Meet You at That Meetball Place in Patchogue
The etymology of Patchogue’s That Meetball Place (TMP) is just as you would guess: It’s both a place to meet, and a place to have a ball. That’s what senior editor Stacy Dermont and I anticipated as we walked into the hipster-chic locale on a chilly afternoon for lunch. We’ve heard rumors that people are calling Patchogue “Brooklyn East,” and if the vibes inside of That Meetball Place are any indication—low key but open and airy, decorated with wood salvaged from an old Pennsylvania barn, featuring local brews on tap—we can definitely begin to get on board with that comparison.
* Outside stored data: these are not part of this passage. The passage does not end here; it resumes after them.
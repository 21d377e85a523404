//! Command implementations.
//!
//! Each group of subcommands lives in its own module.

pub(crate) mod completions;
pub(crate) mod device;
pub(crate) mod files;
pub(crate) mod ports;

use {
    crate::{CliError, was_interrupted},
    anyhow::Result,
};

/// Stop before touching the device when Ctrl-C already arrived.
pub(crate) fn ensure_not_interrupted() -> Result<()> {
    if was_interrupted() {
        Err(CliError::Cancelled("Interrupted".to_string()).into())
    } else {
        Ok(())
    }
}
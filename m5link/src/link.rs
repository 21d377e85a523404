//! Exclusive owner of one transport and its inbound subscription.

use {
    crate::{
        error::{Error, Result},
        port::Transport,
    },
    log::trace,
    std::{
        io,
        sync::{
            Mutex, PoisonError,
            mpsc::{Receiver, RecvTimeoutError},
        },
        time::Instant,
    },
};

/// A transport plus the receiver its inbound bytes are pushed to.
///
/// Both protocol modes sit on a `Link`; nothing else sees the raw stream.
pub(crate) struct Link<T: Transport> {
    transport: Mutex<T>,
    inbound: Mutex<Receiver<Vec<u8>>>,
}

impl<T: Transport> Link<T> {
    /// Take ownership of `transport` and subscribe to its inbound data.
    pub(crate) fn new(mut transport: T) -> Self {
        let inbound = transport.subscribe();
        Self {
            transport: Mutex::new(transport),
            inbound: Mutex::new(inbound),
        }
    }

    /// Write bytes to the device.
    pub(crate) fn write(&self, data: &[u8]) -> Result<()> {
        self.transport
            .lock()
            .unwrap_or_else(PoisonError::into_inner)
            .write_raw(data)
    }

    /// Wait for the next inbound chunk, giving up at `deadline`.
    ///
    /// Returns `Ok(None)` when the deadline passes without data.
    pub(crate) fn recv_until(&self, deadline: Instant) -> Result<Option<Vec<u8>>> {
        let remaining = deadline.saturating_duration_since(Instant::now());
        let inbound = self
            .inbound
            .lock()
            .unwrap_or_else(PoisonError::into_inner);
        match inbound.recv_timeout(remaining) {
            Ok(chunk) => Ok(Some(chunk)),
            Err(RecvTimeoutError::Timeout) => Ok(None),
            Err(RecvTimeoutError::Disconnected) => Err(Error::Io(io::Error::new(
                io::ErrorKind::BrokenPipe,
                "transport stopped delivering data",
            ))),
        }
    }

    /// Throw away everything received so far.
    ///
    /// Bytes that arrive while no exchange is pending belong to nobody
    /// (late replies to abandoned commands, device chatter).
    pub(crate) fn drain_stale(&self) -> usize {
        let inbound = self
            .inbound
            .lock()
            .unwrap_or_else(PoisonError::into_inner);
        let dropped: usize = inbound.try_iter().map(|chunk| chunk.len()).sum();
        if dropped > 0 {
            trace!("Discarded {dropped} stale bytes");
        }
        dropped
    }

    /// Endpoint name of the transport.
    pub(crate) fn name(&self) -> String {
        self.transport
            .lock()
            .unwrap_or_else(PoisonError::into_inner)
            .name()
            .to_string()
    }

    /// Give the transport back.
    pub(crate) fn into_transport(self) -> T {
        self.transport
            .into_inner()
            .unwrap_or_else(PoisonError::into_inner)
    }
}

#[cfg(test)]
mod tests {
    use super::*;
    use crate::{port::INBOUND_QUEUE_DEPTH, testing::MockTransport};
    use std::time::Duration;

    #[test]
    fn test_recv_until_times_out() {
        let link = Link::new(MockTransport::silent());
        let deadline = Instant::now() + Duration::from_millis(20);
        assert!(link.recv_until(deadline).unwrap().is_none());
    }

    #[test]
    fn test_drain_stale_discards_pending_chunks() {
        let transport = MockTransport::silent();
        let injector = transport.injector();
        let link = Link::new(transport);

        injector.inject(b"late reply");
        injector.inject(b"!");
        assert_eq!(link.drain_stale(), 11);

        let deadline = Instant::now() + Duration::from_millis(10);
        assert!(link.recv_until(deadline).unwrap().is_none());
    }

    #[test]
    fn test_idle_inbound_is_bounded() {
        let transport = MockTransport::silent();
        let injector = transport.injector();
        let link = Link::new(transport);

        // a program printing in a loop while no exchange is pending
        for _ in 0..10_000 {
            injector.inject(&[b'.'; 1024]);
        }
        assert_eq!(link.drain_stale(), INBOUND_QUEUE_DEPTH * 1024);
    }

    #[test]
    fn test_write_reaches_transport() {
        let transport = MockTransport::silent();
        let writes = transport.writes();
        let link = Link::new(transport);

        link.write(b"\x03").unwrap();
        assert_eq!(writes.lock().unwrap().as_slice(), &[b"\x03".to_vec()]);
        assert_eq!(link.name(), "mock");
    }
}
In addition to the meatballs, That Meetball Place offers salads, sandwiches, pastas, artisan fries and weekly specials, including a delectable-sounding pumpkin bisque that perfectly fit the cozy vibes created inside. But, as we were at a meatball place, we went with, appropriately, some ’balls. The restaurant has five categories of balls on offer—meat, chicken, vegetarian, fish and spicy—and each can be ordered a number of ways. Choose your balls, pick a sauce from a comprehensive lineup that includes everything from your classic marinara to cool tzatziki, pesto or mushroom cream, and then pick your style. Balls can be served over pasta, as a slider, as a sandwich, or individually.
Stacy and I both decided to go with the TMP sampler, which consists of three balls and three sauces—truly the perfect option for sharing, even better if we had chosen to indulge in one of That Meetball Place’s signature cocktails or bar menu. But alas, this was a work lunch. We went with the traditional meatball, chicken ball, Buffalo chicken ball, seafood ball, lobster risotto ball and vegetarian risotto ball. We enjoyed pairing some of the traditional balls with less traditional sauces—the chicken ball, which was packed with feta cheese and spinach, went nicely with the tzatziki sauce. In fact the tzatziki is a stand-out. The manager on duty told us that it’s made from scratch daily. Though Stacy and I were surprised that a few of our balls were served fried, we determined that fried balls were clearly the most effective way to round up such concoctions as the Buffalo chicken ball, which came loaded with ground chicken, celery and bleu cheese. The seafood balls were a welcome deviation from the traditional ’ball, with the lobster ball pairing best with the pancetta cream sauce.
Six balls were more than enough to fill us, and we were happy that we had both opted to start with salads. I went with the Arugula Salad, which was topped with goat cheese, roasted beets and crispy onions, and served with a shallot vinaigrette. The salad was fresh and colorful, the perfect option to whet your appetite for the smorgasbord of balls ahead. Stacy went with the TMP Salad, a classic made with cucumbers, lettuce, tomatoes, red onions, chick peas, celery, olives and served with a
house vinaigrette.
In spite of all the food consumed, I was very intrigued by the dessert options, particularly because they could be ordered with schlag, “the ultimate whipped cream: rich, thick, creamy and dreamy.” I happily combatted the crisp December air with a vanilla milkshake to go. Pure bliss.